Abstract

A fundamental structure for the measurement process is developed. Measurement is defined as the determination of the number of units of a particular quantity or property presented by the measured object or sample. Measurement is distinguished from qualitative observation and data interpretation. The limited sources of measurement numbers (scalar, digital, and counting readouts) reveal that all measurements except manual counting require a measurement device. Measurement systems consist of devices which convert one form of data encoding to another. They begin with the sensor and proceed through intermediate conversion devices until the readout device produces numbers. There are three classes of conversion devices: input (sensor), intermediate, and readout. The characteristics of the conversion devices in a system determine the overall system characteristics. Counting measurements have several unique characteristics. In automated counting, conversion devices are used in event detection, discrimination, and boundary setting.
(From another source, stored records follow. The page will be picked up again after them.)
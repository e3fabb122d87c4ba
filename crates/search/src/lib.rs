//! Script-tolerant search for facility features.
//!
//! This crate provides:
//! - Traditional/Simplified Chinese folding with a pluggable converter
//! - Relevance-scored local search over feature properties
//! - A cached, rate-limited geocoder front
//! - Combined local and remote search with match highlighting
//!
//! # Example
//! ```
//! use facilitymap_search::{search_local_features, ScriptFolder, SearchOptions};
//! use facilitymap_core::feature::{Feature, Properties, PropertyValue};
//!
//! let mut props = Properties::new();
//! props.insert("名稱".into(), PropertyValue::String("臺灣海峽觀測站".into()));
//! let features = vec![Feature::point_feature(24.0, 119.5, props)];
//!
//! let folder = ScriptFolder::builtin();
//! let hits = search_local_features(&folder, &features, "台湾", &SearchOptions::default());
//! assert_eq!(hits.len(), 1);
//! ```

mod combined;
mod error;
mod fuzzy;
pub mod geocoder;
mod local;
mod relevance;
pub mod script;

pub use combined::{search_combined, CombinedOptions, RemoteMatch, SearchEngine, SearchResult};
pub use error::{Result, SearchError, SearchErrorCode};
pub use fuzzy::{find_match, fuzzy_match, highlight_match, HIGHLIGHT_CLOSE, HIGHLIGHT_OPEN};
pub use geocoder::{GeocodeBackend, GeocodedPlace, Geocoder, GeocoderOptions, NominatimPlace};
pub use local::{search_local_features, LocalMatch, SearchOptions, UNCLASSIFIED, UNNAMED};
pub use relevance::{calculate_relevance, remote_score, RelevanceScore, REMOTE_BASE_SCORE};
pub use script::{
    to_simplified, to_traditional, CharTableConverter, Script, ScriptConverter, ScriptFolder,
};
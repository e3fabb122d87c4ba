//! Core utilities for the facility map tools
//!
//! This crate provides shared functionality used by the geometry and search engines:
//!
//! - **Error handling**: Structured errors with codes, context, and recovery suggestions
//! - **Feature model**: GeoJSON facility records, layer classification and indexing
//! - **Caching**: In-memory TTL cache for remote lookups
//! - **Rate limiting**: Single-flight FIFO gate with request spacing
//! - **Retry**: Exponential backoff policy for transient failures
//! - **Configuration**: TOML-based configuration with validation
//!
//! # Example
//!
//! ```rust,no_run
//! use facilitymap_core::{config::Config, feature::FeatureCollection};
//!
//! let config = Config::load(None).expect("Invalid configuration");
//! let data = FeatureCollection::from_path("facilities.geojson").expect("Unreadable data");
//! println!("{} features, buffer {} km", data.len(), config.schema.shapes.nearby_buffer_km);
//! ```

#![warn(missing_docs)]
#![warn(clippy::all)]
#![allow(clippy::module_name_repetitions)]

pub mod cache;
pub mod config;
pub mod error;
pub mod feature;
pub mod rate_limit;
pub mod retry;

pub use error::{Error, ErrorCategory, ErrorCode, Result, ResultExt};

/// Re-export commonly used types
pub mod prelude {
    pub use crate::cache::TtlCache;
    pub use crate::config::{Config, ConfigSchema, LookupProfile};
    pub use crate::error::{exit_codes, Error, ErrorCategory, ErrorCode, Result, ResultExt};
    pub use crate::feature::{Feature, FeatureCollection, LayerIndex, PropertyValue};
    pub use crate::rate_limit::{RequestGate, SpacingConfig};
    pub use crate::retry::{retry_async, RetryConfig};
}
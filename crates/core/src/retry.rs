//! Exponential backoff for transient failures
//!
//! Used by the HTTP adapters. Services with a strict usage policy
//! (Nominatim) run with [`RetryConfig::no_retry`].
//!
//! ```rust,no_run
//! use facilitymap_core::retry::{retry_async, RetryConfig};
//!
//! # async fn demo() {
//! let summary = retry_async(&RetryConfig::default(), |_e: &&str| true, |_attempt| async {
//!     Ok::<_, &str>("summary")
//! })
//! .await;
//! assert_eq!(summary, Ok("summary"));
//! # }
//! ```

use serde::{Deserialize, Serialize};
use std::future::Future;
use std::time::Duration;
use tracing::debug;

/// Backoff policy
#[derive(Debug, Clone, PartialEq, Serialize, Deserialize)]
pub struct RetryConfig {
    /// Total attempts, the first one included; 0 behaves like 1
    pub max_attempts: u32,
    /// Wait before the first retry
    pub base_delay: Duration,
    /// Upper bound for any single wait, before jitter
    pub max_delay: Duration,
    /// Growth factor between consecutive waits
    pub multiplier: f64,
    /// Extra random wait, as a fraction of the computed one (0 disables)
    pub jitter: f64,
}

impl Default for RetryConfig {
    fn default() -> Self {
        Self {
            max_attempts: 3,
            base_delay: Duration::from_millis(250),
            max_delay: Duration::from_secs(5),
            multiplier: 2.0,
            jitter: 0.25,
        }
    }
}

impl RetryConfig {
    /// Single attempt, no waiting
    pub fn no_retry() -> Self {
        Self {
            max_attempts: 1,
            jitter: 0.0,
            ..Self::default()
        }
    }

    /// Same policy without random jitter, so waits are reproducible
    #[must_use]
    pub fn without_jitter(mut self) -> Self {
        self.jitter = 0.0;
        self
    }

    /// Wait before retry number `retry` (1 is the first retry)
    pub fn backoff(&self, retry: u32) -> Duration {
        if retry == 0 {
            return Duration::ZERO;
        }
        let growth = self.multiplier.max(1.0).powi(i32::try_from(retry - 1).unwrap_or(i32::MAX));
        let capped = (self.base_delay.as_secs_f64() * growth).min(self.max_delay.as_secs_f64());
        let spread = capped * self.jitter.clamp(0.0, 1.0) * random_unit();
        Duration::from_secs_f64(capped + spread)
    }
}

/// Value in [0, 1) drawn from the std hasher's random keys
fn random_unit() -> f64 {
    use std::collections::hash_map::RandomState;
    use std::hash::BuildHasher;

    let bits = RandomState::new().hash_one(std::time::Instant::now());
    (bits >> 11) as f64 / (1u64 << 53) as f64
}

/// Run `op` until it succeeds, `should_retry` rejects the error, or the
/// attempts run out; the last error is returned.
///
/// `op` receives the zero-based attempt number.
pub async fn retry_async<F, Fut, T, E, R>(config: &RetryConfig, should_retry: R, mut op: F) -> Result<T, E>
where
    F: FnMut(u32) -> Fut,
    Fut: Future<Output = Result<T, E>>,
    R: Fn(&E) -> bool,
{
    let attempts = config.max_attempts.max(1);
    let mut attempt = 0;
    loop {
        let err = match op(attempt).await {
            Ok(value) => return Ok(value),
            Err(err) => err,
        };
        attempt += 1;
        if attempt >= attempts || !should_retry(&err) {
            return Err(err);
        }
        let wait = config.backoff(attempt);
        debug!(attempt, wait_ms = wait.as_millis() as u64, "Retrying");
        tokio::time::sleep(wait).await;
    }
}
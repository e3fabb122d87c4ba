//! Error types for the geo crate.

use thiserror::Error;

/// Result type alias for geo operations.
pub type Result<T> = std::result::Result<T, GeoError>;

/// Errors that can occur while building shapes.
///
/// Shape-link parsing never surfaces these to callers; each one becomes the
/// reason of a skipped entry in the parse report.
#[derive(Debug, Clone, PartialEq, Error)]
pub enum GeoError {
    /// A numeric token could not be parsed
    #[error("invalid number '{0}'")]
    InvalidNumber(String),

    /// A required parameter or component is absent
    #[error("missing {0}")]
    MissingValue(&'static str),

    /// A numeric input is NaN or infinite
    #[error("{0} must be finite")]
    NonFinite(&'static str),

    /// A line or polygon has too few vertices
    #[error("{kind} needs at least {required} points, got {found}")]
    TooFewPoints {
        kind: &'static str,
        required: usize,
        found: usize,
    },

    /// Unrecognised `shape` mode
    #[error("unknown shape mode '{0}'")]
    UnknownShape(String),
}

/// Error code for integration with facilitymap-core error handling.
/// Range: 10xxx for geo errors.
#[repr(u32)]
#[derive(Debug, Clone, Copy, PartialEq, Eq)]
pub enum GeoErrorCode {
    InvalidNumber = 10001,
    MissingValue = 10002,
    NonFinite = 10003,
    TooFewPoints = 10004,
    UnknownShape = 10005,
}

impl GeoError {
    /// Returns the error code for this error.
    pub fn code(&self) -> GeoErrorCode {
        match self {
            GeoError::InvalidNumber(_) => GeoErrorCode::InvalidNumber,
            GeoError::MissingValue(_) => GeoErrorCode::MissingValue,
            GeoError::NonFinite(_) => GeoErrorCode::NonFinite,
            GeoError::TooFewPoints { .. } => GeoErrorCode::TooFewPoints,
            GeoError::UnknownShape(_) => GeoErrorCode::UnknownShape,
        }
    }
}

#[cfg(test)]
mod tests {
    use super::*;

    #[test]
    fn test_messages() {
        let err = GeoError::TooFewPoints { kind: "polygon", required: 3, found: 2 };
        assert_eq!(err.to_string(), "polygon needs at least 3 points, got 2");
        assert_eq!(GeoError::NonFinite("radius").to_string(), "radius must be finite");
    }

    #[test]
    fn test_codes() {
        assert_eq!(GeoError::UnknownShape("hex".into()).code() as u32, 10005);
        assert_eq!(GeoError::InvalidNumber("x".into()).code(), GeoErrorCode::InvalidNumber);
    }
}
Variance in counting arises from event detection, boundary setting, and random event occurrence. Entire measurement systems or conversion device subsystems may operate by null comparison. Conversion devices in null comparison systems have a different arrangement. The time relationship of multiple or successive measurements affects the information content of data sets. Time-correlation of acquired data is critical in all stimulus-response measurement systems such as chromatography and time-of-flight mass spectrometry and in many subsystems such as lock-in amplifiers and box-car integrators.